I held my glove right below my eye line when I pitched. I nodded or shook my head at the catcher, even when he wasn’t giving me signs. I put both hands behind my head in my windup. When I kicked before I threw, I lifted my leg just above my hip. I even learned Andy’s patented pickoff move. In the fourth grade I think I set the Basking Ridge Little League record for most pickoffs in a season. Of course, I picked a lot of guys off, but there was almost always someone on base. Apart from keeping my ERA low, I did everything like Andy.

As I got older baseball no longer was the most important thing in my life, but Andy Pettitte was still my favorite player. So when the Mitchell Report mentioned Pettitte as one of the Major League Baseball players who had used Human Growth Hormone to enhance his play, I was crushed. My childhood hero had now become the bad guy. While I knew that it shouldn’t make a difference to me, and I didn’t actually know Andy Pettitte, I felt betrayed and depressed. Andy Pettitte does not have a clue who I am, but I felt like he let me down.

In the following weeks, Pettitte tried to explain the accusations against him, saying that he only used HGH twice to try to rehab from an injury. But even after hearing his explanation, I was still disappointed.

I am not the only person in this country who grew up idolizing a sports star. But what I realized is that even though my idol represented everything I wanted to be, I didn’t know the first thing about him. I knew his jersey number, his statistics, even his hometown, but I did not really know Andy Pettitte.

As a child I only saw what the cameras showed me. As a young man, I can see much more, but I wish I couldn’t. As a child I felt like I knew Andy personally, when in actuality, I really didn’t know anything at all.

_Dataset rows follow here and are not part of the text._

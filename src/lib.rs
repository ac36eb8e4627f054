//! # Payment Intent Client
//!
//! Client-side orchestration for externally processed payments: issue mutating
//! payment requests exactly once despite retries, and watch a payment's status
//! until it settles.
//!
//! ## Features
//!
//! - **Idempotent cancels**: one token per logical cancel, reused across retries
//!   and cleared once the server confirms
//! - **Uniform results**: transport failures, bad input and odd responses all come
//!   back as [`PaymentError`] values
//! - **Canonical statuses**: backend vocabulary folded into [`PaymentStatus`]
//! - **Self-terminating polling**: one session per payment, immediate first check,
//!   change-only callbacks, hard timeout
//! - **Pluggable storage**: in-memory by default, Redis with the `redis` feature
//!
//! ## Quick Start
//!
//! ```rust,no_run
//! use rust_payintent::{
//!     client::PaymentIntentClient,
//!     poller::StatusPoller,
//!     types::{CheckoutItem, CheckoutPayload, ClientConfig},
//! };
//! use rust_decimal::Decimal;
//! use std::collections::HashMap;
//! use std::sync::Arc;
//!
//! # async fn example() -> rust_payintent::Result<()> {
//! let client = Arc::new(PaymentIntentClient::in_memory(ClientConfig::from_env()?)?);
//!
//! let checkout = CheckoutPayload::new(vec![CheckoutItem::new("sku-1", 1)]);
//! let created = client
//!     .create_intent(Decimal::new(990, 2), "Coffee", HashMap::new(), &checkout)
//!     .await?;
//!
//! let poller = StatusPoller::new(client.clone());
//! let handle = poller.start(&created.intent.id, |update| {
//!     println!("payment is now {}", update.status);
//! });
//! handle.finished().await;
//! # Ok(())
//! # }
//! ```
//!
//! ## Feature Flags
//!
//! - **`redis`**: Enable [`storage::redis_storage::RedisSessionStorage`]

pub mod auth;
pub mod client;
pub mod error;
pub mod idempotency;
pub mod poller;
pub mod storage;
pub mod types;

// Re-exports for convenience
pub use auth::{AuthProvider, StaticAuth};
pub use client::PaymentIntentClient;
pub use error::{ErrorKind, PaymentError, Result};
pub use idempotency::IdempotencyKeyStore;
pub use poller::{PollHandle, PollOptions, PollUpdate, StatusPoller, StatusSource};
pub use storage::{InMemorySessionStorage, SessionStorage};
pub use types::*;

/// Current version of the library
pub const VERSION: &str = env!("CARGO_PKG_VERSION");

I thought about that for a while and realized my hero was not a superhero. He was human, and he made plenty of mistakes, just like me. I was depressed knowing that the man who epitomized everything I wanted to be turned out to be as mortal and flawed as myself. His example had an enormous impact on me as a child. By trying to follow in his footsteps, I learned lessons about sportsmanship, work ethic, competing, winning, and losing with grace.

I realize now that Andy Pettitte was not the perfect person who I thought he was. But regardless of the mistakes he made, I still carry the lessons that I learned from him with me today. Whatever happens in the future cannot change the past and I learned valuable and influential values and lessons from Andy that I will never forget. Maybe HGH hasn’t changed as much as I thought.

In the coming weeks Congress will speak with Pettitte about the Mitchell report and the truth will probably come out. They may convict Pettitte’s character and integrity. They may confirm the accusations that at first made me so upset. But Andy Pettitte was my childhood hero, and even Congress can’t change that now.